Faith in Daily Life...at home
from Pastor John D. F. NelsonAs I write this it is about four degrees outside and I cannot imagine a better place to be than at home, snug and warm. During these long, cold winter months we have ample opportunity to be home. While we are cooped up, some like to hunker down with a book and shut out the world while others surf the web and dream of escapes to warmer climates, or anywhere else. This process leads many to a crazed state of mind we term “Cabin Fever.”
The idea of being confined by space or time is something that runs contrary to our whole social structure. Imagine if this was intentional, a cloistered time. What would God’s purpose be in that, I wonder?
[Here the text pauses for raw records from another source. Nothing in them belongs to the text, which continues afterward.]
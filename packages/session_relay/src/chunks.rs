//! Chunk reassembly: turning inbound chat payloads into persisted messages.

use serde::Serialize;
use serde_json::{Map, Value};
use tracing::{debug, warn};

use crate::error::{RelayError, RelayResult};
use crate::models::{ChatMessage, Chunk, RoomId, Session};
use crate::repository::RelayRepository;
use crate::ws::protocol::{MessagePayload, StructuredMessage};

pub const DEFAULT_EVENT: &str = "message";

/// The message as echoed to the room and stored with the record.
#[derive(Debug, Clone, Serialize)]
#[serde(rename_all = "camelCase")]
pub struct RelayedMessage {
    pub room: String,
    pub event: String,
    pub message: StructuredMessage,
    /// Set when a human (not the backend) sent it.
    pub incoming: bool,
    pub author_name: String,
    pub ts: i64,
    #[serde(skip_serializing_if = "Option::is_none")]
    pub is_feedback: Option<bool>,
    #[serde(skip_serializing_if = "Option::is_none")]
    pub display_message: Option<Value>,
    #[serde(flatten)]
    pub extra: Map<String, Value>,
}

impl RelayedMessage {
    pub fn is_feedback(&self) -> bool {
        self.is_feedback.unwrap_or(false)
    }

    pub fn to_value(&self) -> RelayResult<Value> {
        Ok(serde_json::to_value(self)?)
    }

    /// The streamed increment this message carries.
    pub fn chunk(&self) -> Chunk {
        Chunk {
            ts: self.ts,
            text: self.message.text.clone(),
            tokens: self.message.tokens.unwrap_or(0).max(0),
        }
    }
}

/// Normalize an inbound payload.
///
/// Bare values become `text` messages, the timestamp defaults to `now_ms`,
/// and a `code` message whose language is `json` or whose text starts with
/// `{` has its text parsed into a JSON value.
pub fn normalize(
    payload: MessagePayload,
    incoming: bool,
    default_author: &str,
    now_ms: i64,
) -> RelayResult<RelayedMessage> {
    let mut message = payload
        .message
        .into_structured()
        .map_err(|e| RelayError::MalformedInput(format!("malformed message: {e}")))?;
    let ts = message.timestamp.unwrap_or(now_ms);

    if message.is_code() {
        parse_json_code(&mut message)?;
    }

    let author_name = payload
        .author_name
        .filter(|name| !name.is_empty())
        .unwrap_or_else(|| default_author.to_string());

    // Fields the relay sets itself are not taken from the peer
    let mut extra = payload.extra;
    extra.remove("incoming");
    extra.remove("ts");

    Ok(RelayedMessage {
        room: payload.room,
        event: payload
            .event
            .filter(|event| !event.is_empty())
            .unwrap_or_else(|| DEFAULT_EVENT.to_string()),
        message,
        incoming,
        author_name,
        ts,
        is_feedback: payload.is_feedback,
        display_message: payload.display_message,
        extra,
    })
}

fn parse_json_code(message: &mut StructuredMessage) -> RelayResult<()> {
    let Value::String(text) = &message.text else {
        return Ok(());
    };
    let declared_json = message.language.as_deref() == Some("json");
    if declared_json || text.starts_with('{') {
        message.text = serde_json::from_str(text)?;
        message.language = Some("json".to_string());
    }
    Ok(())
}

/// What to do with the persisted record for one inbound message.
#[derive(Debug, Clone)]
pub enum ChunkAction {
    /// Start a new record.
    Create(Box<ChatMessage>),
    /// Append to the record started under `chunk_id`.
    Continue { chunk_id: String, chunk: Chunk },
    /// A continuation without a `chunkId`; nothing can be updated.
    Orphan,
}

impl ChunkAction {
    pub fn plan(
        session: &Session,
        relayed: &RelayedMessage,
        author_id: Option<&str>,
    ) -> RelayResult<Self> {
        let chunk = relayed.chunk();
        if relayed.message.is_continuation() {
            return Ok(match &relayed.message.chunk_id {
                Some(chunk_id) => Self::Continue {
                    chunk_id: chunk_id.clone(),
                    chunk,
                },
                None => Self::Orphan,
            });
        }

        let single = relayed.message.single.unwrap_or(false);
        Ok(Self::Create(Box::new(ChatMessage {
            id: None,
            org_id: session.org_id.clone(),
            team_id: session.team_id.clone(),
            session_id: session.id.clone(),
            session_type: session.kind.clone(),
            author_id: author_id.map(String::from),
            author_name: relayed.author_name.clone(),
            ts: relayed.ts,
            message_type: relayed
                .message
                .kind
                .clone()
                .unwrap_or_else(|| "text".to_string()),
            message: relayed.to_value()?,
            is_feedback: relayed.is_feedback(),
            chunk_id: relayed.message.chunk_id.clone(),
            tokens: chunk.tokens,
            display_message: relayed.display_message.clone(),
            chunks: if single { Vec::new() } else { vec![chunk] },
            code_blocks: None,
            completed: false,
        })))
    }

    /// Persist. Returns the session's new token total when a chunk was appended.
    pub async fn apply(
        self,
        repository: &RelayRepository,
        room: &RoomId,
    ) -> RelayResult<Option<i64>> {
        match self {
            Self::Create(record) => {
                if repository.insert_chat_message(&record).await?.is_none() {
                    debug!(
                        room = %room,
                        chunk_id = record.chunk_id.as_deref().unwrap_or(""),
                        "Duplicate first chunk ignored"
                    );
                }
                Ok(None)
            }
            Self::Continue { chunk_id, chunk } => {
                let total = repository
                    .append_chunk(room.as_str(), &chunk_id, &chunk)
                    .await?;
                if total.is_none() {
                    warn!(room = %room, chunk_id = %chunk_id, "Continuation for unknown message");
                }
                Ok(total)
            }
            Self::Orphan => {
                warn!(room = %room, "Continuation without chunkId");
                Ok(None)
            }
        }
    }
}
In her book, The Cloister Walk, Kathleen Norris wrote about her discovery when taking an intentional monastic vacation away from the world with a Benedictine order of monks. She was awestruck by a life that focused on the values of stability, silence, and humility that we so desperately need, yet relentlessly avoid. Taking the time to read the bible “at home” now meant she let the scriptures speak to her in new ways, “working the earth of her heart.” Learning much about simplicity, patience, forgiveness, the value of community, and the responsibility of freedom in the place one lives, forced her to realize the power of spirituality and the beneficial change it can effect - that "love can be the center of all things, if only we will keep it there."
As we are “cloistered” in our winter dens, I invite you to explore how God might be calling you to live out your faith at home. Let God into your home and let his love be “the center of all things.” Martin Luther was a huge advocate for faith development in the home and wrote the Small Catechism specifically to be taught in the home; spouse to spouse, parent to child, sibling to sibling. Faith instruction is not meant for church alone, but wherever two or three are gathered in God’s name.
Almost all of us recently spent some time over the holidays at home with our families. So how did you let the time go by? Playing games, watching TV and eating? Let us use this time faithfully, and share in telling the story of Christ’s birth and what that means for our lives. The good news is we probably have three more months of being cooped up together, so let’s take the time God has given us to grow in faith and in fervent love towards God and one another.
Blessings to you as you continue to share your faith at home.